O prefeito Eduardo Paes sancionou a lei que oficializa o bairro Argentino, trazendo esperança de valorização imobiliária, apesar das preocupações com a segurança na região marcada pela violência. A nova divisão administrativa, resultado da mobilização dos moradores, pode mudar a percepção da área e impactar o valor dos imóveis, embora especialistas alertem que a insegurança e a exclusão territorial persistem.

O prefeito Eduardo Paes sancionou, nesta quarta-feira, a lei que oficializa o bairro Argentino, localizado na Zona Norte do Rio de Janeiro. Essa medida é resultado de uma mobilização intensa dos moradores, que buscavam se desvincular do estigma de violência urbana associado à região, marcada pela atuação de facções criminosas. O novo bairro, que compreende apenas quatro ruas, enfrentava desafios como a recusa de motoristas de aplicativo e dificuldades em serviços de emergência.
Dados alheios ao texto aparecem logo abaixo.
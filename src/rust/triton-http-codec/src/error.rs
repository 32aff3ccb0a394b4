// Copyright 2024-2026, NVIDIA CORPORATION & AFFILIATES. All rights reserved.
//
// Redistribution and use in source and binary forms, with or without
// modification, are permitted provided that the following conditions
// are met:
//  * Redistributions of source code must retain the above copyright
//    notice, this list of conditions and the following disclaimer.
//  * Redistributions in binary form must reproduce the above copyright
//    notice, this list of conditions and the following disclaimer in the
//    documentation and/or other materials provided with the distribution.
//  * Neither the name of NVIDIA CORPORATION nor the names of its
//    contributors may be used to endorse or promote products derived
//    from this software without specific prior written permission.
//
// THIS SOFTWARE IS PROVIDED BY THE COPYRIGHT HOLDERS ``AS IS'' AND ANY
// EXPRESS OR IMPLIED WARRANTIES, INCLUDING, BUT NOT LIMITED TO, THE
// IMPLIED WARRANTIES OF MERCHANTABILITY AND FITNESS FOR A PARTICULAR
// PURPOSE ARE DISCLAIMED.  IN NO EVENT SHALL THE COPYRIGHT OWNER OR
// CONTRIBUTORS BE LIABLE FOR ANY DIRECT, INDIRECT, INCIDENTAL, SPECIAL,
// EXEMPLARY, OR CONSEQUENTIAL DAMAGES (INCLUDING, BUT NOT LIMITED TO,
// PROCUREMENT OF SUBSTITUTE GOODS OR SERVICES; LOSS OF USE, DATA, OR
// PROFITS; OR BUSINESS INTERRUPTION) HOWEVER CAUSED AND ON ANY THEORY
// OF LIABILITY, WHETHER IN CONTRACT, STRICT LIABILITY, OR TORT
// (INCLUDING NEGLIGENCE OR OTHERWISE) ARISING IN ANY WAY OUT OF THE USE
// OF THIS SOFTWARE, EVEN IF ADVISED OF THE POSSIBILITY OF SUCH DAMAGE.

//! Error types for the tensor wire codec.
//!
//! This module defines [`Error`] -- the unified error type returned by all
//! fallible operations -- along with the [`Result`] type alias used throughout
//! the crate. Every invariant violation surfaces as its own variant so a
//! serving layer can map it to a client-facing status.

/// Convenience alias for `std::result::Result<T, Error>`.
pub type Result<T> = std::result::Result<T, Error>;

/// Errors that may occur while building, encoding, decoding or reducing
/// inference tensors.
#[derive(Debug, thiserror::Error)]
pub enum Error {
    /// A tensor's data does not match its declared shape and data type.
    #[error("shape mismatch: {0}")]
    ShapeMismatch(String),

    /// A data type string or element type is not part of the wire table.
    #[error("unsupported data type: {0}")]
    UnsupportedDType(String),

    /// Generation parameters are inconsistent (e.g. disagreeing batch sizes).
    #[error("preprocessing error: {0}")]
    Preprocessing(String),

    /// A request could not be serialized into a wire frame.
    #[error("encoding error: {0}")]
    Encoding(String),

    /// A response frame is corrupt, truncated or otherwise malformed.
    #[error("decoding error: {0}")]
    Decoding(String),

    /// A requested output tensor is absent from the response.
    #[error("missing output: {0}")]
    MissingOutput(String),

    /// A row's sequence length is larger than the token buffer it indexes.
    #[error("sequence length {length} of row {row} exceeds max length {max_len}")]
    Truncation {
        /// Batch row whose length was out of range.
        row: usize,
        /// The sequence length reported by the server.
        length: usize,
        /// The max length dimension of the output token tensor.
        max_len: usize,
    },

    /// The server answered with an error document instead of outputs.
    #[error("server error: {0}")]
    Server(String),

    /// A configuration document could not be parsed.
    #[error("invalid configuration: {0}")]
    Config(String),

    /// The tokenizer collaborator failed to encode or decode.
    #[error("tokenizer error: {0}")]
    Tokenizer(String),

    /// The transport collaborator failed to deliver the request.
    #[error("transport error: {0}")]
    Transport(String),
}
A criação do bairro Argentino, agora reconhecido oficialmente, é vista como uma oportunidade de valorização imobiliária e mudança na percepção da área. Para as aproximadamente quinhentas famílias residentes, essa mudança representa um "oásis de tranquilidade" em meio à violência da Zona Norte. A nova delimitação administrativa inclui as ruas Alcides Rosa, Cabo Herculano, Emílio Miranda e Cabo Rocha, com a entrada principal na Avenida Meriti.
A proposta foi aprovada pela Câmara Municipal em abril e agora se concretiza com a sanção do prefeito. A vereadora Rosa Fernandes, autora do projeto, destacou a importância dessa conquista para a comunidade local. No entanto, especialistas alertam que a criação do bairro não resolve os problemas de segurança e exclusão territorial que persistem na região, onde a presença de facções ainda é forte.
Carolina Grillo, coordenadora do Grupo de Estudos dos Novos Ilegalismos da Universidade Federal Fluminense (UFF), enfatizou que, embora a nova designação possa ajudar a romper com o estigma, a insegurança estrutural ainda afeta a vida dos moradores. A atuação de grupos criminosos comuns na área continua a dificultar o acesso a serviços e a segurança dos residentes.
A oficialização do bairro Argentino pode impactar diretamente o valor dos imóveis e o cálculo do Imposto sobre a Propriedade Predial e Territorial Urbana (IPTU). O presidente da associação de moradores, Carlos Caju, acredita que a mudança de CEP trará vantagens no mercado imobiliário local. Especialistas em urbanismo afirmam que a nova classificação pode permitir um uso mais diversificado da área, potencialmente elevando o valor venal dos imóveis.
Essa transformação na identidade territorial do Argentino pode abrir portas para novos investimentos e melhorias na infraestrutura local. A união da comunidade e o apoio a projetos sociais podem ser fundamentais para garantir que essa mudança traga benefícios reais para os moradores, ajudando a construir um futuro mais seguro e próspero para todos.